Yet the end of the war in Sri Lanka was marked by little of the celebratory tone that has marked some of the reporting of the death of Muammar Qaddafi this month. A few days before the Sri Lankan army’s final victory, President Barack Obama had called on it to stop using heavy weaponry in civilian areas. And when victory came, there was almost immediate condemnation of the tactics the Sri Lankan army had used in the final months of the war; calls for war-crimes inquiries predated the last battle, and persist to this day. Over Libya, there was no such call for restraint in the battle for Sirte, and on Qaddafi’s death, Mr Obama was quick to hail “the end of a long and painful chapter for the people of Libya”.

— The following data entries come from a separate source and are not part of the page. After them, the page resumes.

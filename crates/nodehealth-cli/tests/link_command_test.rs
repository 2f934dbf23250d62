//! `link --from-dir` and `diff` against saved mlxlink output.

use nodehealth_testing::TestWorld;
use nodehealth_testing::assertions::{assert_status, csv_statuses};
use std::path::Path;

const STAMP: &str = "20240108120000";

fn raw_dir(world: &TestWorld, dir: &str, mlx5_3_sample: &str) -> anyhow::Result<String> {
    world.copy_sample("mlxlink_healthy.json", &format!("{}/gpu-1_mlx5_0.json", dir))?;
    world.copy_sample(mlx5_3_sample, &format!("{}/gpu-1_mlx5_3.json", dir))?;
    Ok(world.temp_dir().join(dir).display().to_string())
}

fn report(world: &TestWorld, stamp: &str) -> std::path::PathBuf {
    world
        .output_dir()
        .join(format!("mlxlink_info_gpu-1_{}.csv", stamp))
}

#[test]
fn test_replay_writes_classified_report() -> anyhow::Result<()> {
    let world = TestWorld::new();
    let dir = raw_dir(&world, "raw", "mlxlink_high_ber.json")?;

    let result = world.run(&["link", "--from-dir", &dir, "--date-stamp", STAMP])?;
    assert!(result.success(), "stderr: {}", result.stderr());
    assert!(result.stdout().contains("1 host(s), 2 link(s): 1 passed, 0 warning(s), 1 failed"));

    let statuses = csv_statuses(&report(&world, STAMP))?;
    assert_status(&statuses, "gpu-1:mlx5_0", "Passed")?;
    assert_status(&statuses, "gpu-1:mlx5_3", "Failed - RawPhyBER > 1e-7")?;
    Ok(())
}

#[test]
fn test_fail_on_issues_sets_exit_code() -> anyhow::Result<()> {
    let world = TestWorld::new();
    let dir = raw_dir(&world, "raw", "mlxlink_high_ber.json")?;

    let advisory = world.run(&["link", "--from-dir", &dir, "--date-stamp", STAMP])?;
    assert_eq!(advisory.code(), Some(0));

    let strict = world.run(&[
        "--fail-on-issues",
        "link",
        "--from-dir",
        &dir,
        "--date-stamp",
        STAMP,
    ])?;
    assert_eq!(strict.code(), Some(2));
    Ok(())
}

#[test]
fn test_errors_only_json_lists_failures() -> anyhow::Result<()> {
    let world = TestWorld::new();
    let dir = raw_dir(&world, "raw", "mlxlink_high_ber.json")?;

    let result = world.run(&[
        "--format",
        "json",
        "link",
        "--from-dir",
        &dir,
        "--errors-only",
        "--address",
        "10.0.0.7",
        "--date-stamp",
        STAMP,
    ])?;
    assert!(result.success(), "stderr: {}", result.stderr());

    let json = result.json()?;
    let records = json["records"].as_array().expect("records array");
    assert_eq!(records.len(), 1);
    assert_eq!(records[0]["interface"], "mlx5_3");
    assert_eq!(records[0]["ip_addr"], "10.0.0.7");
    assert_eq!(json["summary"]["links"], 2);
    assert!(
        world
            .output_dir()
            .join(format!("mlxlink_info_10.0.0.7_{}.json", STAMP))
            .exists()
    );
    Ok(())
}

#[test]
fn test_diff_reports_recovered_link() -> anyhow::Result<()> {
    let world = TestWorld::new();
    let before = raw_dir(&world, "before", "mlxlink_high_ber.json")?;
    let after = raw_dir(&world, "after", "mlxlink_healthy.json")?;

    let earlier = world.run(&["link", "--from-dir", &before, "--date-stamp", "20240101000000"])?;
    assert!(earlier.success());
    let later = world.run(&["link", "--from-dir", &after, "--date-stamp", "20240102000000"])?;
    assert!(later.success());

    let previous = report(&world, "20240101000000");
    let current = report(&world, "20240102000000");
    let result = world.run(&[
        "--format",
        "json",
        "diff",
        path_str(&previous),
        path_str(&current),
        "--date-stamp",
        "20240102000000",
    ])?;
    assert!(result.success(), "stderr: {}", result.stderr());

    let json = result.json()?;
    assert_eq!(json["diff"]["newly_failed"].as_array().map(Vec::len), Some(0));
    let recovered = json["diff"]["recovered"].as_array().expect("recovered array");
    assert_eq!(recovered.len(), 1);
    assert_eq!(recovered[0]["interface"], "mlx5_3");

    let recovered_file = world.output_dir().join("recovered_20240102000000.csv");
    assert!(csv_statuses(&recovered_file)?.contains_key("gpu-1:mlx5_3"));
    Ok(())
}

#[test]
fn test_link_previous_flag_writes_diff_files() -> anyhow::Result<()> {
    let world = TestWorld::new();
    let before = raw_dir(&world, "before", "mlxlink_healthy.json")?;
    let after = raw_dir(&world, "after", "mlxlink_high_ber.json")?;

    let earlier = world.run(&["link", "--from-dir", &before, "--date-stamp", "20240101000000"])?;
    assert!(earlier.success());
    let previous = report(&world, "20240101000000");
    let result = world.run(&[
        "link",
        "--from-dir",
        &after,
        "--previous",
        path_str(&previous),
        "--date-stamp",
        "20240102000000",
    ])?;
    assert!(result.success(), "stderr: {}", result.stderr());
    assert!(result.stdout().contains("1 new failure(s), 0 recovered"));

    let new_failures = csv_statuses(&world.output_dir().join("new_failures_20240102000000.csv"))?;
    assert_status(&new_failures, "gpu-1:mlx5_3", "Failed - RawPhyBER > 1e-7")?;
    Ok(())
}

fn path_str(path: &Path) -> &str {
    path.to_str().expect("utf-8 temp path")
}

So it is not surprising that some commentators in Sri Lanka have been offended by the triumphalist tone of some of the Western coverage of the end of Muammar Qaddafi. Jehan Perera, a brave liberal voice who has constantly called for accountability in Sri Lanka, asked why there has been so little condemnation of the conduct of the last phase of the war in Libya, from either governments or human-rights watchdogs. His gloomy conclusion: “Undoubtedly a big part of the reason is that the very countries in the forefront of the war in Libya are also those that are the proponents of human rights.

It is not just in Sri Lanka that the hypocrisy of Western attitudes has rankled. In China, a commentary in Global Times, a Beijing newspaper, highlighted another aspect of it: “The more urgent question is why the countries that led a righteous crusade against Qaddafi, and rightly or wrongly are now triumphing in his defeat, are the very same that up until recently were busy trying to be his friends?”  So, of course, was China. But two hypocrites do not make a right.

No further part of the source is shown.